En déchiquetant le bois en petites plaquettes, les chaudières bois sont devenues automatiques.  Un système de dessileur combiné à une vis approvisionne en combustible. Dans la chaudière, un mécanisme fait progresser le bois jusqu’au brûleur. Un allumage automatique démarre le feu. Les résidus de combustion sont acheminés et stockés dans un cendrier.

  • Le bois déchiqueté est le combustible mécanisable LE MOINS CHER !  Comme toutes les installations biomasse, une chaufferie aux plaquettes sera toujours rentabilisée. Avec l’aménagement et le matériel spécifique il y a un surcoût au départ. Plus la consommation est importante, plus vite le retour sur investissement sera rapide..
     
  • Le bois déchiqueté est volumineux. Pour l’équivalent de 10.000 kWh = 1.000 litres de fioul, il faudra 12m3 de plaquettes. La consommation annuelle est de l’ordre de 2m3/an/kW pour une chaudière qui fonctionne 2.000 heures/an.
     
  • La conception d’un silo est primordiale.
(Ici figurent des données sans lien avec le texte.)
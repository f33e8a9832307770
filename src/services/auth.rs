// src/services/auth.rs

use bcrypt::{hash, verify};
use chrono::Utc;
use jsonwebtoken::{DecodingKey, EncodingKey, Header, Validation, decode, encode};
use sqlx::MySqlConnection;

use crate::{
    common::error::AppError,
    db::UserRepository,
    models::auth::{Claims, SesionUsuario},
};

// Validade do token de sessão carregado no cookie.
const SESSION_TTL_HOURS: i64 = 24;

#[derive(Clone)]
pub struct AuthService {
    secret_key: String,
}

impl AuthService {
    pub fn new(secret_key: String) -> Self {
        Self { secret_key }
    }

    // Registro: hash da senha fora do executor async, insert parametrizado.
    pub async fn register_user(
        &self,
        conn: &mut MySqlConnection,
        username: &str,
        password: &str,
        email: &str,
    ) -> Result<(), AppError> {
        let password_clone = password.to_owned();
        let hashed_password =
            tokio::task::spawn_blocking(move || hash(&password_clone, bcrypt::DEFAULT_COST))
                .await
                .map_err(|e| anyhow::anyhow!("Falha na task de hashing: {}", e))??;

        UserRepository::create(conn, username, &hashed_password, email).await
    }

    // Login: usuário inexistente e senha errada respondem igual
    // (InvalidCredentials), sem vazar qual dos dois falhou.
    pub async fn login_user(
        &self,
        conn: &mut MySqlConnection,
        username: &str,
        password: &str,
    ) -> Result<String, AppError> {
        let user = UserRepository::find_by_username(conn, username)
            .await?
            .ok_or(AppError::InvalidCredentials)?;

        let password_clone = password.to_owned();
        let password_hash_clone = user.password.clone();

        // Executa a verificação em um thread separado
        let is_password_valid =
            tokio::task::spawn_blocking(move || verify(&password_clone, &password_hash_clone))
                .await
                .map_err(|e| anyhow::anyhow!("Falha na task de verificação de senha: {}", e))??;

        if !is_password_valid {
            return Err(AppError::InvalidCredentials);
        }

        self.create_session_token(user.id, &user.username)
    }

    pub fn create_session_token(&self, user_id: i64, username: &str) -> Result<String, AppError> {
        let now = Utc::now();
        let expires_at = now + chrono::Duration::hours(SESSION_TTL_HOURS);

        let claims = Claims {
            sub: user_id,
            username: username.to_owned(),
            iat: now.timestamp() as usize,
            exp: expires_at.timestamp() as usize,
        };

        Ok(encode(
            &Header::default(),
            &claims,
            &EncodingKey::from_secret(self.secret_key.as_ref()),
        )?)
    }

    // Decodifica o cookie de sessão. Token adulterado, assinado com outra
    // chave ou expirado vira InvalidSession; o guard transforma isso em
    // redirect para o login.
    pub fn decode_session(&self, token: &str) -> Result<SesionUsuario, AppError> {
        let validation = Validation::default();
        let token_data = decode::<Claims>(
            token,
            &DecodingKey::from_secret(self.secret_key.as_ref()),
            &validation,
        )
        .map_err(|_| AppError::InvalidSession)?;

        Ok(SesionUsuario {
            id: token_data.claims.sub,
            username: token_data.claims.username,
        })
    }
}

#[cfg(test)]
mod tests {
    use super::*;

    // Custo baixo só nos testes; DEFAULT_COST deixaria a suíte lenta.
    const TEST_COST: u32 = 4;

    #[test]
    fn password_round_trip() {
        let digest = hash("pw123", TEST_COST).unwrap();
        assert!(verify("pw123", &digest).unwrap());
        assert!(!verify("wrong", &digest).unwrap());
    }

    #[test]
    fn same_password_hashes_differently_but_both_verify() {
        let a = hash("pw123", TEST_COST).unwrap();
        let b = hash("pw123", TEST_COST).unwrap();
        assert_ne!(a, b); // salt diferente a cada chamada
        assert!(verify("pw123", &a).unwrap());
        assert!(verify("pw123", &b).unwrap());
    }

    #[test]
    fn session_token_round_trip() {
        let service = AuthService::new("segredo-de-teste".into());
        let token = service.create_session_token(42, "alice").unwrap();

        let session = service.decode_session(&token).unwrap();
        assert_eq!(session, SesionUsuario { id: 42, username: "alice".into() });
    }

    #[test]
    fn token_signed_with_other_key_is_rejected() {
        let service = AuthService::new("segredo-de-teste".into());
        let intruso = AuthService::new("outra-chave".into());

        let token = intruso.create_session_token(1, "mallory").unwrap();
        assert!(matches!(service.decode_session(&token), Err(AppError::InvalidSession)));
    }

    #[test]
    fn expired_token_is_rejected() {
        let service = AuthService::new("segredo-de-teste".into());

        let past = Utc::now() - chrono::Duration::hours(2);
        let claims = Claims {
            sub: 7,
            username: "alice".into(),
            iat: (past - chrono::Duration::hours(1)).timestamp() as usize,
            exp: past.timestamp() as usize,
        };
        let token = encode(
            &Header::default(),
            &claims,
            &EncodingKey::from_secret("segredo-de-teste".as_ref()),
        )
        .unwrap();

        assert!(matches!(service.decode_session(&token), Err(AppError::InvalidSession)));
    }

    #[test]
    fn garbage_token_is_rejected() {
        let service = AuthService::new("segredo-de-teste".into());
        assert!(matches!(service.decode_session("nem-de-longe-um-jwt"), Err(AppError::InvalidSession)));
    }
}
// src/handlers/inventory.rs

use axum::{
    Json,
    extract::{Query, State},
    response::{IntoResponse, Response},
};
use axum_extra::extract::cookie::CookieJar;
use serde_json::json;

use crate::{
    common::{
        db_utils::{clamp_page, get_connection},
        flash::{Flash, take_flash},
    },
    config::AppState,
    db::InventoryRepository,
    handlers::products::PageQuery,
    models::auth::SesionUsuario,
};

// GET /inventario — somente leitura; cada linha já vem com producto_nombre
// pelo JOIN no repositório.
pub async fn list_inventory(
    State(app_state): State<AppState>,
    _session: SesionUsuario,
    jar: CookieJar,
    Query(query): Query<PageQuery>,
) -> Response {
    let (flash, jar) = take_flash(jar);
    let page = clamp_page(query.page.as_deref());

    let mut conn = match get_connection(&app_state).await {
        Ok(conn) => conn,
        Err(e) => {
            tracing::error!("Sem conexão com o banco de dados: {}", e);
            let flash = Flash::danger("Erro ao conectar ao banco de dados.");
            return (
                jar,
                Json(json!({
                    "inventario": [], "page": page, "total_pages": 1, "flash": flash,
                })),
            )
                .into_response();
        }
    };

    match InventoryRepository::list(&mut conn, page).await {
        Ok((inventario, total_pages)) => (
            jar,
            Json(json!({
                "inventario": inventario, "page": page, "total_pages": total_pages, "flash": flash,
            })),
        )
            .into_response(),
        Err(e) => {
            tracing::error!("Erro ao obter inventário: {}", e);
            let flash = Flash::danger("Erro ao obter inventário.");
            (
                jar,
                Json(json!({
                    "inventario": [], "page": page, "total_pages": 1, "flash": flash,
                })),
            )
                .into_response()
        }
    }
}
Elle dépend de la consommation annuelle, des accès pour les camions, de la disposition du bâtiment, de la présence d’un engin avec benne, etc. Comme le bois déchiqueté est transporté par vis : une ou deux en série, la chaufferie est toujours proche du stockage. Alors, avant toute chose, il faut estimer la faisabilité d’implantation et d’approvisionnement en plaquettes.
     
  • Le transport des plaquettes demande force et résistance. Selon les fabricants, les chaudières et vis sont prévus pour un ou plusieurs calibres de plaquettes   : pensez à bien analyser ce point. Les moteurs qui actionnent ces mécanismes doivent avoir beaucoup de couple. En cas de blocage, certains moteurs tournent en sens contraire pour se débloquer. Pour cela, ce matériel est généralement en 400V triphasé.

plaquettes

  • Le bois déchiqueté est un combustible plus « brut ». Pour une combustion de qualité, la puissance et la t° chaudière sont maintenus à un certain niveau. Privilégiez du matériel équipé de sonde lambda qui analyse et adapte les paramètres en fonction du bois.  Généralement la combustion se fera par cycle durant lequel on stockera aussi de l’énergie dans un ballon tampon.

  • Le bois déchiqueté est variable : essence de bois, humidité, format de plaquette. La puissance maximale de la chaudière est atteinte si le combustible est optimal. Si le combustible est moins calorifique, la puissance de la chaudière sera inférieure : parfois de -30%. Dès lors, une analyse des besoins et du type de combustible envisagé sont primordiaux pour bien  dimensionner la puissance de la chaudière.

  • La combustion de plaquettes produit plus de cendres que des pellets par exemple. Dans le brûleur, un système mécanique, résistant aux hautes températures, déplace le bois qui devient résidus de combustion. Selon la contenance du cendrier, une maintenance sera variable : en comptant en semaines ou en mois. Avec une extraction des cendres dans une grande poubelle métallique, la maintenance peut être ramenée à vider les cendres une fois par an.

  • La gamme de matériel est diverse : du très haut de gamme technique et des chaudières de conception plus simplifiée.  La différence s’exprimera au niveau de la consommation, de la fiabilité, de la performance énergétique et des rejets de particules fines. Ces rejets sont théoriquement plus importants quand on brûle du bois déchiqueté. Toutefois, ce point est très variable car lié à la qualité de conception de la chaudière, de l'installation et de la qualité du combustible. Pour encore diminuer les rejets, des filtres à particules sont aussi disponibles.

  • Le confort d’une installation moderne est total. Le chauffage est complètement géré : avec plusieurs circuits et plusieurs chaudières.  L’installation est connectée à internet : via PC ou smartphone, l’utilisateur programme son chauffage, lit les informations de t° ou consommation, mais est aussi prévenu quand il faut vider le cendrier.